→ WHAT YOU NEED TO DO
Every line of the records that holds the word "failure" should be copied.

→ SUPPLIED RECORDS
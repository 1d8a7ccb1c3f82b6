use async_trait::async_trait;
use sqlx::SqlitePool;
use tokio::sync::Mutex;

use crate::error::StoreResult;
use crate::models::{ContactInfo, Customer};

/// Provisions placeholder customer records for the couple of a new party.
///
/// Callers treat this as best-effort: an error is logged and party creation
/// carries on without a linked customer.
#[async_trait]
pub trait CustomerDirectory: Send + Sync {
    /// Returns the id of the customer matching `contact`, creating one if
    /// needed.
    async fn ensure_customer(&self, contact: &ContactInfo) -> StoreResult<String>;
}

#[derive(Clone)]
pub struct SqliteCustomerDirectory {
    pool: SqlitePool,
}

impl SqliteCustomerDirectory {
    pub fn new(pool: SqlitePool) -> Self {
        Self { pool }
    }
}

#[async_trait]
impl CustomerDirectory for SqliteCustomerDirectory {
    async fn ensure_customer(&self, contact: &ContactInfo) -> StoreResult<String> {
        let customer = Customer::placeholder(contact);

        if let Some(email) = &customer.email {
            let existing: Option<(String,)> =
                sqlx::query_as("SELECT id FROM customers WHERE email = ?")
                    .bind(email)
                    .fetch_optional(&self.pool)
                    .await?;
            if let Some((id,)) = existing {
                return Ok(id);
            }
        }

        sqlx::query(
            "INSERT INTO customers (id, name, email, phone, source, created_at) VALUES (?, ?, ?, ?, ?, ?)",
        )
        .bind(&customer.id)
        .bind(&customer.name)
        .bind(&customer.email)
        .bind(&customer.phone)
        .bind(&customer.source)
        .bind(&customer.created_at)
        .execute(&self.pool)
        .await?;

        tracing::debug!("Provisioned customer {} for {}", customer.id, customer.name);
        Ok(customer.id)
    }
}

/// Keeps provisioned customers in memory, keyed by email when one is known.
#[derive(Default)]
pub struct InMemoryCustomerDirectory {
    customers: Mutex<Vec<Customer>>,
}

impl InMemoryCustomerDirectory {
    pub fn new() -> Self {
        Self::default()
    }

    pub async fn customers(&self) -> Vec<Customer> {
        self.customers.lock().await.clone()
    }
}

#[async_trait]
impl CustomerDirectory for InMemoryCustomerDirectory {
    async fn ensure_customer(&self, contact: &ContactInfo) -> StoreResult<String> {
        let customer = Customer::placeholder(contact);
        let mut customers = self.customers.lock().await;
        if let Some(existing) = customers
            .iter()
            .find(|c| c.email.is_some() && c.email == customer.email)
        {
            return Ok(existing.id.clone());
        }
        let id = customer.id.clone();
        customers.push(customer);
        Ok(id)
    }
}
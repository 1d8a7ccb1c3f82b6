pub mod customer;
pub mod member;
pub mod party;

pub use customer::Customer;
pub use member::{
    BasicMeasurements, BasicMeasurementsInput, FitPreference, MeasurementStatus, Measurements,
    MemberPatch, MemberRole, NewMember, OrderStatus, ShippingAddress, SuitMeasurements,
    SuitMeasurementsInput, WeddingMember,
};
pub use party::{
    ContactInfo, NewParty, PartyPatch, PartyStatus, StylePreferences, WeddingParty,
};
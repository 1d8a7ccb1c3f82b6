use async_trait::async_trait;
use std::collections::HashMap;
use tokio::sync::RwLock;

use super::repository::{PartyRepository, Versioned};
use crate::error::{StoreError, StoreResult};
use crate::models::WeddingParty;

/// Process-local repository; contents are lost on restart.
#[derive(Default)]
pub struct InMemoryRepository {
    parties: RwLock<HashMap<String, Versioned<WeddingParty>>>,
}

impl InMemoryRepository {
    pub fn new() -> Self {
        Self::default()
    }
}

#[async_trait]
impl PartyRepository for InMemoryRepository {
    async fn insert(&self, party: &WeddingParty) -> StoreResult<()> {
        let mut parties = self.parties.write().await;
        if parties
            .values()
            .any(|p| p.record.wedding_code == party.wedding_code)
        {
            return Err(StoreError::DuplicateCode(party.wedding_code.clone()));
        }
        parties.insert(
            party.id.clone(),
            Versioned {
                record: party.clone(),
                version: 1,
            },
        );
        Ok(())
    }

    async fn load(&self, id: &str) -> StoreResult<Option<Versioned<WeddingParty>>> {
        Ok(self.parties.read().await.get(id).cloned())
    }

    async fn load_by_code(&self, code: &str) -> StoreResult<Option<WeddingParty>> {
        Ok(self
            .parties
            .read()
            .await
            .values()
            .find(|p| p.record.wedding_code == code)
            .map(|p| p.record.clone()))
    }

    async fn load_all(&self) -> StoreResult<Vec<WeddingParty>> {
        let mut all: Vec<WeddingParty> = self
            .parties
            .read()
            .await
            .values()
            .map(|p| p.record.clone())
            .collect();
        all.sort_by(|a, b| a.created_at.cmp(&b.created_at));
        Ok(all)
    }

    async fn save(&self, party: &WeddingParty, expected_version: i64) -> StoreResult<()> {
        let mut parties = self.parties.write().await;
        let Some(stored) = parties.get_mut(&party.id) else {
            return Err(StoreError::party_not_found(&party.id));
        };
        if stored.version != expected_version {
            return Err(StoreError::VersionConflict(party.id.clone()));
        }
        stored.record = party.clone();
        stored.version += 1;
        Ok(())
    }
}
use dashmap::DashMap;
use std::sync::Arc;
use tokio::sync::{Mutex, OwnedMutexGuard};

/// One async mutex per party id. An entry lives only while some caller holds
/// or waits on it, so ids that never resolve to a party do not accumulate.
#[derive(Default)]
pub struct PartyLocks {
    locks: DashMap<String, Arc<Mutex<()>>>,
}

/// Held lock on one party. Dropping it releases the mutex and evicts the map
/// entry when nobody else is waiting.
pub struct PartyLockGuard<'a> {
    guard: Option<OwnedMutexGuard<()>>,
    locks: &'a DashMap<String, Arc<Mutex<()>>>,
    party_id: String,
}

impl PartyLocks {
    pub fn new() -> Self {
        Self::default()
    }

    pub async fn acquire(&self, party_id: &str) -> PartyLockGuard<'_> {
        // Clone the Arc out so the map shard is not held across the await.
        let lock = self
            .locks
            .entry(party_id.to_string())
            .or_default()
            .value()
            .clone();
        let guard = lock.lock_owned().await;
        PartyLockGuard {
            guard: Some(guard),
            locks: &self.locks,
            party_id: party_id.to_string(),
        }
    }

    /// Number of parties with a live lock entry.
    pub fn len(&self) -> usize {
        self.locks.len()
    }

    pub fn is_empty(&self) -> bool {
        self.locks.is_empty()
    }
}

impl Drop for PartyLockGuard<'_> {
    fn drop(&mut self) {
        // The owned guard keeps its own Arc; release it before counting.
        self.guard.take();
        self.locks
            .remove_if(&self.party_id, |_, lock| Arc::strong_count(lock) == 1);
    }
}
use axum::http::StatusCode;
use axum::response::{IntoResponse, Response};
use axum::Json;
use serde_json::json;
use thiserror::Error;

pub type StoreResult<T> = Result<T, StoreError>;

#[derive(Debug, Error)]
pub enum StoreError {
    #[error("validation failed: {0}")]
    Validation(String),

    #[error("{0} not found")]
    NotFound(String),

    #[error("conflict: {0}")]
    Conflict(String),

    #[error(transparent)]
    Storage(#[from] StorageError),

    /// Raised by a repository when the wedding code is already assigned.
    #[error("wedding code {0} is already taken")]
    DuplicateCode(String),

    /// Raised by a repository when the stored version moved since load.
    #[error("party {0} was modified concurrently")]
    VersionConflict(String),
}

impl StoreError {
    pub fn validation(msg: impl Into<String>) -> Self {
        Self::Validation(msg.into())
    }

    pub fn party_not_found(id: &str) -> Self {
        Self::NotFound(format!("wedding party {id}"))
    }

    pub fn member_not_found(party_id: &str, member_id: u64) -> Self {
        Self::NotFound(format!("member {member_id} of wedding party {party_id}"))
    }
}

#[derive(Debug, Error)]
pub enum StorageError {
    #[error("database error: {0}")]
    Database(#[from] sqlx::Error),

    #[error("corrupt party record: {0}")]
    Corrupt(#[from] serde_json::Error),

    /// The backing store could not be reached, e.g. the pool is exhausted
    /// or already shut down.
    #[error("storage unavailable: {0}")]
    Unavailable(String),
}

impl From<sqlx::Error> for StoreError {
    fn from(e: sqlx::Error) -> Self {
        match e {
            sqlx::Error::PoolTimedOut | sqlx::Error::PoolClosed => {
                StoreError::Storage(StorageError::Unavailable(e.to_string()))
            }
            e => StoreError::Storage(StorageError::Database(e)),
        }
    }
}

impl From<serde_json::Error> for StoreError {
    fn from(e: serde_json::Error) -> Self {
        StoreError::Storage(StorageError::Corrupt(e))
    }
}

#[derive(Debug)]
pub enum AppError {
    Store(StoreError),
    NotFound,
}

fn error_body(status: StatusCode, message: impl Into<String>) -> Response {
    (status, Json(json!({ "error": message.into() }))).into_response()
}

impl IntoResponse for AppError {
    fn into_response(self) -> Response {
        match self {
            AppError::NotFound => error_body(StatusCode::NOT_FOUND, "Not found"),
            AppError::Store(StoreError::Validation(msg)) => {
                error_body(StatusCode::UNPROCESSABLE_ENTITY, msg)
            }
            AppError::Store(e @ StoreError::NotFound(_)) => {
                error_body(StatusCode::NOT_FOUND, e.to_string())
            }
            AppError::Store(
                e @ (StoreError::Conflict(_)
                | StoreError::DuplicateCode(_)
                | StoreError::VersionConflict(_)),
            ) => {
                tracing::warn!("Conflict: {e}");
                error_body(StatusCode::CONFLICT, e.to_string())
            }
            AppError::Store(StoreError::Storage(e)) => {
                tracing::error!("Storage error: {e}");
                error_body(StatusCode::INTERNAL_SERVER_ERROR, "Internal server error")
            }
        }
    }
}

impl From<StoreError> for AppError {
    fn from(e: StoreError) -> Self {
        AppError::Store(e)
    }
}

* * *

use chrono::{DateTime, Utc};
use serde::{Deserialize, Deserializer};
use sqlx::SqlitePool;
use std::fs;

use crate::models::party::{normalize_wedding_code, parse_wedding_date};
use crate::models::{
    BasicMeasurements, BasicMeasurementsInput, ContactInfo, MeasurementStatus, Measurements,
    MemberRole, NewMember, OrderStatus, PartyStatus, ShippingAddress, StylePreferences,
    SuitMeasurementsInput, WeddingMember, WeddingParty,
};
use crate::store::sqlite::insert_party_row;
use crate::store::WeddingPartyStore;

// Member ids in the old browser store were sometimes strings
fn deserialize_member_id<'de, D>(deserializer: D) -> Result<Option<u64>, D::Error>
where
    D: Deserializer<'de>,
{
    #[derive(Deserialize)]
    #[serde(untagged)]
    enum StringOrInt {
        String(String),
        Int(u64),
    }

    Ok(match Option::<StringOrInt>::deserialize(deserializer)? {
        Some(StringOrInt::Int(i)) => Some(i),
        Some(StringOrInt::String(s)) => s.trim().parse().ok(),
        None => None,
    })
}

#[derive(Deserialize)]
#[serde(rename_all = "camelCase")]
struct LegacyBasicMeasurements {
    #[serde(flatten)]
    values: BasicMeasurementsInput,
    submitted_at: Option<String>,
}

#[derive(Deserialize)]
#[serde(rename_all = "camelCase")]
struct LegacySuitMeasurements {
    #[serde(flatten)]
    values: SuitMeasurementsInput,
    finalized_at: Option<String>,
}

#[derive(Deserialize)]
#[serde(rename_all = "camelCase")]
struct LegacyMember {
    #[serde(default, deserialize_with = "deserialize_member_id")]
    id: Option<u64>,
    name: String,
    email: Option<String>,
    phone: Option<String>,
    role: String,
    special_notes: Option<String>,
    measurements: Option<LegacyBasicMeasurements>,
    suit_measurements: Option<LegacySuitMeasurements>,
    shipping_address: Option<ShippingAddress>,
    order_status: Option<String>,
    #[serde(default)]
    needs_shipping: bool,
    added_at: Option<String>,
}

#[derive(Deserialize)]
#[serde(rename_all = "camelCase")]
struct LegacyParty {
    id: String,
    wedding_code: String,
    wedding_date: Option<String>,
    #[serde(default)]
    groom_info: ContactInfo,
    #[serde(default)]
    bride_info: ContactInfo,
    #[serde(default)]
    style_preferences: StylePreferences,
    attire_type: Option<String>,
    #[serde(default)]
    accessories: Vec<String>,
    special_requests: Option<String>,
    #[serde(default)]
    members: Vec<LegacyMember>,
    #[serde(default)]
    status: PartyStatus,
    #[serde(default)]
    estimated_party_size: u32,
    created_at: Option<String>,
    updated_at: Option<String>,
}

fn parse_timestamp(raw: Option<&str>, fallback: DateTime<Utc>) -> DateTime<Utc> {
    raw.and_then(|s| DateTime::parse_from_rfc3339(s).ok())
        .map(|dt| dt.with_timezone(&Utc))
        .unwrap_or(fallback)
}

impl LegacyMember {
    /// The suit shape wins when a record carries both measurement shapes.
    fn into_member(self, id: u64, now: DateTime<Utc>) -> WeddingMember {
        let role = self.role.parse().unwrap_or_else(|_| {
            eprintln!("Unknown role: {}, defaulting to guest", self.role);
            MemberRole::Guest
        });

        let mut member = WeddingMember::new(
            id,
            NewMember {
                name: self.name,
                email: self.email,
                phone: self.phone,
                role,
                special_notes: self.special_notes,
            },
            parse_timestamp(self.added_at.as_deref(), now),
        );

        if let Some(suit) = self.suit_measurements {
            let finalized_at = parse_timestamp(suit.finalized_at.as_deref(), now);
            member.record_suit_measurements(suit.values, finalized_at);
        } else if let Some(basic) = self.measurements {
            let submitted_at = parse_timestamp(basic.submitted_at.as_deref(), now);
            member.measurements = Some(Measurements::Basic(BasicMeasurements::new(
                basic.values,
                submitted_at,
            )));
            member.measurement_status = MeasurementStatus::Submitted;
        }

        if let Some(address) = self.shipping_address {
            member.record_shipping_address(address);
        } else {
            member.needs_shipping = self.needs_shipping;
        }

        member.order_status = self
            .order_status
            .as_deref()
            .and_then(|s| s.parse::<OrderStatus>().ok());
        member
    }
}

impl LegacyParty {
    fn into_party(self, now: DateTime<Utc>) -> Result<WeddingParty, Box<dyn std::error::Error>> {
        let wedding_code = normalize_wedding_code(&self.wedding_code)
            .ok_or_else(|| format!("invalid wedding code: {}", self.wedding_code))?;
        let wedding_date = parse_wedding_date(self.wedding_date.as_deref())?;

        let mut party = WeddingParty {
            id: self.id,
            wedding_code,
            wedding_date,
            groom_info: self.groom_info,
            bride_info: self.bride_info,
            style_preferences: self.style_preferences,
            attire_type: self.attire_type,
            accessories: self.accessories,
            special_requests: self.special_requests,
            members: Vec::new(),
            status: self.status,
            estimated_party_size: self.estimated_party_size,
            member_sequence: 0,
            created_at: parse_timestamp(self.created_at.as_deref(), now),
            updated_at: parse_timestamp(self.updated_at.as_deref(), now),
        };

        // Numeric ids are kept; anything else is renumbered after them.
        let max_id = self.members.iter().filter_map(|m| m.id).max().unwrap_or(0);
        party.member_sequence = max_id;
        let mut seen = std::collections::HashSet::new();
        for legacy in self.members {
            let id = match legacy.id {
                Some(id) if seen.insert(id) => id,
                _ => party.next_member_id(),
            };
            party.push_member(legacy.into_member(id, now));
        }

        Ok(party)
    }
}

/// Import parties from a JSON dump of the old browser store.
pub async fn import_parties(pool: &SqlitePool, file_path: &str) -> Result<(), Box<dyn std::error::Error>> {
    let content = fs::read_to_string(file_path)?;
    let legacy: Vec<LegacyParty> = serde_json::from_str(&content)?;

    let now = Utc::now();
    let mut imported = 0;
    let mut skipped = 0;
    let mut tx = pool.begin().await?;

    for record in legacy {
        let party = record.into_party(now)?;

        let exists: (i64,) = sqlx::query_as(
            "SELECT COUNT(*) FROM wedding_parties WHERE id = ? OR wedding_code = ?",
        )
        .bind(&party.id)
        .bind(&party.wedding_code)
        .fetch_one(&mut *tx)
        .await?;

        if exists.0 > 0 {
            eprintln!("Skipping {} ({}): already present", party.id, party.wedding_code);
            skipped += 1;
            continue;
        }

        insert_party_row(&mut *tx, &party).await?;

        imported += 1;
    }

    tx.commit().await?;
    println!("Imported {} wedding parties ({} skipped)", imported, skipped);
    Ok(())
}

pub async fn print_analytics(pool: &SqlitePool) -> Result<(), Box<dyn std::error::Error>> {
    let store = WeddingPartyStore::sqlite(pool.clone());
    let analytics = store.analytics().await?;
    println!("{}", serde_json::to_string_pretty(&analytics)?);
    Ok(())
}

...

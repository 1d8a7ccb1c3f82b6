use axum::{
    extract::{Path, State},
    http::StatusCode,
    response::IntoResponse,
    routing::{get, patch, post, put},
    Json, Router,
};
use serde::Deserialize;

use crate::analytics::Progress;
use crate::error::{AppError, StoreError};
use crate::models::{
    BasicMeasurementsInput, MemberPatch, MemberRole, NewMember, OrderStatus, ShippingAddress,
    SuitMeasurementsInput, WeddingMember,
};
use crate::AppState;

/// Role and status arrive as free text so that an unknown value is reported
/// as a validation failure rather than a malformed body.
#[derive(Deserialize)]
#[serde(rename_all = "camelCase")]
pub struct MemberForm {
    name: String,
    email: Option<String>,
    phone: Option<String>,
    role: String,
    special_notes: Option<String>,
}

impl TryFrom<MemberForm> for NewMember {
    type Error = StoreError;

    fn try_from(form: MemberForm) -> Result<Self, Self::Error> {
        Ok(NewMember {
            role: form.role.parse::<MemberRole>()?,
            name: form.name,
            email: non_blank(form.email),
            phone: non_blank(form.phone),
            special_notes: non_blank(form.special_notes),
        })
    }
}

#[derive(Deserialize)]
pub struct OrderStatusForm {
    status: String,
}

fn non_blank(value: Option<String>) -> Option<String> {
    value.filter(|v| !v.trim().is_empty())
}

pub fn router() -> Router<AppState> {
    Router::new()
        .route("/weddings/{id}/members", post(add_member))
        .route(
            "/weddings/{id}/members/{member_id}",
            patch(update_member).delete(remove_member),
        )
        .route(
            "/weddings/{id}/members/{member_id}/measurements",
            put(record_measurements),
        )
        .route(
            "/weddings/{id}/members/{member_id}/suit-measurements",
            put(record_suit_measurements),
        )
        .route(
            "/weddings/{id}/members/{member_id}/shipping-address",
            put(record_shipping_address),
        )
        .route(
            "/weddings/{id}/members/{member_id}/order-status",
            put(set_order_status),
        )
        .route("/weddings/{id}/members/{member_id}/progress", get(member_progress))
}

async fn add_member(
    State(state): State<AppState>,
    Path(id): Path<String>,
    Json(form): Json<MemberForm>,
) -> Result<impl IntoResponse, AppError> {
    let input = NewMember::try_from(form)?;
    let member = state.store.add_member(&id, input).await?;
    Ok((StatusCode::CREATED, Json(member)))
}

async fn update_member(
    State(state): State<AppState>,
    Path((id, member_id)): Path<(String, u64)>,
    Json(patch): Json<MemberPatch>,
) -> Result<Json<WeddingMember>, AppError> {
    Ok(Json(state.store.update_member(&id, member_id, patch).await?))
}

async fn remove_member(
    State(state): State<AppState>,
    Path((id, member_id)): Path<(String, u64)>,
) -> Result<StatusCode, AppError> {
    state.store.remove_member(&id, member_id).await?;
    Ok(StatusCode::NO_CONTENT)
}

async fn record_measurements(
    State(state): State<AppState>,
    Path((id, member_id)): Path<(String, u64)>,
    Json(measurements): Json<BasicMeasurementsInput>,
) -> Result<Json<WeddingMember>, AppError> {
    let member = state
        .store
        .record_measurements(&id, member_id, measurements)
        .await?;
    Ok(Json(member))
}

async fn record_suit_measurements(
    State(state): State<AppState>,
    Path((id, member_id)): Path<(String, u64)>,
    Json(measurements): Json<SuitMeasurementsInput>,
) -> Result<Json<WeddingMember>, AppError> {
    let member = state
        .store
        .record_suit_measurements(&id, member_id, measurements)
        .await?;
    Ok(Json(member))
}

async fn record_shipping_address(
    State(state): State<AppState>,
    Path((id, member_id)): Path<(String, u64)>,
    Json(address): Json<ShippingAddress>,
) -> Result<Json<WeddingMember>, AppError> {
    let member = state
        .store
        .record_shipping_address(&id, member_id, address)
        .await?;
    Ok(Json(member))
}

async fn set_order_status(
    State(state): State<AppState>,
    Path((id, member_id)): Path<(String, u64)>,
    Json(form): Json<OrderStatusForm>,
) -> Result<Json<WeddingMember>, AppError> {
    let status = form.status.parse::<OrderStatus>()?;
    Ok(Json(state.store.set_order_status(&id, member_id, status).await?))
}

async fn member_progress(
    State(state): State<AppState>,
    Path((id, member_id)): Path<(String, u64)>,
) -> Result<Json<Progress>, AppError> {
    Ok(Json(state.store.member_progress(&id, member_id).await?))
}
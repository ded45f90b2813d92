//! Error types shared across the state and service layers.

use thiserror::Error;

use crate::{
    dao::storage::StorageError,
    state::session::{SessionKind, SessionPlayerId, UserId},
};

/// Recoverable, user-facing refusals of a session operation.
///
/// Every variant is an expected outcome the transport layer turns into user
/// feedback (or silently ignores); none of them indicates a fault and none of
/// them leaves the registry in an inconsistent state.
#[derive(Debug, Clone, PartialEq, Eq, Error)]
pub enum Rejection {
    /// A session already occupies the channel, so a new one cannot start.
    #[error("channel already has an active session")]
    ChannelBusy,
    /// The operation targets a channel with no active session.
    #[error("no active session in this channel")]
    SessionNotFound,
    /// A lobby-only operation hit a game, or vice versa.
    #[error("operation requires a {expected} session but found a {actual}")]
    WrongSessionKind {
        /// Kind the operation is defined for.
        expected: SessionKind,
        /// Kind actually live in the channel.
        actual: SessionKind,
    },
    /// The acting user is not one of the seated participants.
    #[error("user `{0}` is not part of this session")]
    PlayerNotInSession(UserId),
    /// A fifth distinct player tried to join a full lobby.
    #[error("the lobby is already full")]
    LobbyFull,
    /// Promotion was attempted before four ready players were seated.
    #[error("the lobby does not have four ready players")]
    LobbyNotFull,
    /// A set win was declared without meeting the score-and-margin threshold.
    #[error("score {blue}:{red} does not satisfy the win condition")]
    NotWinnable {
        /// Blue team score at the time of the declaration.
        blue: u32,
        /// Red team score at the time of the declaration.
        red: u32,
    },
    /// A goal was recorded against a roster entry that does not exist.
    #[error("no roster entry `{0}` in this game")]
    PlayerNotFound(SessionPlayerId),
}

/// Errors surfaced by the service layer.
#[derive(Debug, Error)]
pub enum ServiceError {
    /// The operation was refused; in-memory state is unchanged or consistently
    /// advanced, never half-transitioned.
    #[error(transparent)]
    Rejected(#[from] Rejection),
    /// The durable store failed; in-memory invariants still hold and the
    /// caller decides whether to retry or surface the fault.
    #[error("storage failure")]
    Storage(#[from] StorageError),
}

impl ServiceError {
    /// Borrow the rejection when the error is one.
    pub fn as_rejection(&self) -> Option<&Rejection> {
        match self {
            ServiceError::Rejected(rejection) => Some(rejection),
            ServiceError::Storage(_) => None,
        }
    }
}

→ ANSWER SECTION
/// as a validation failure rather than a malformed body.
    #[error("storage failure")]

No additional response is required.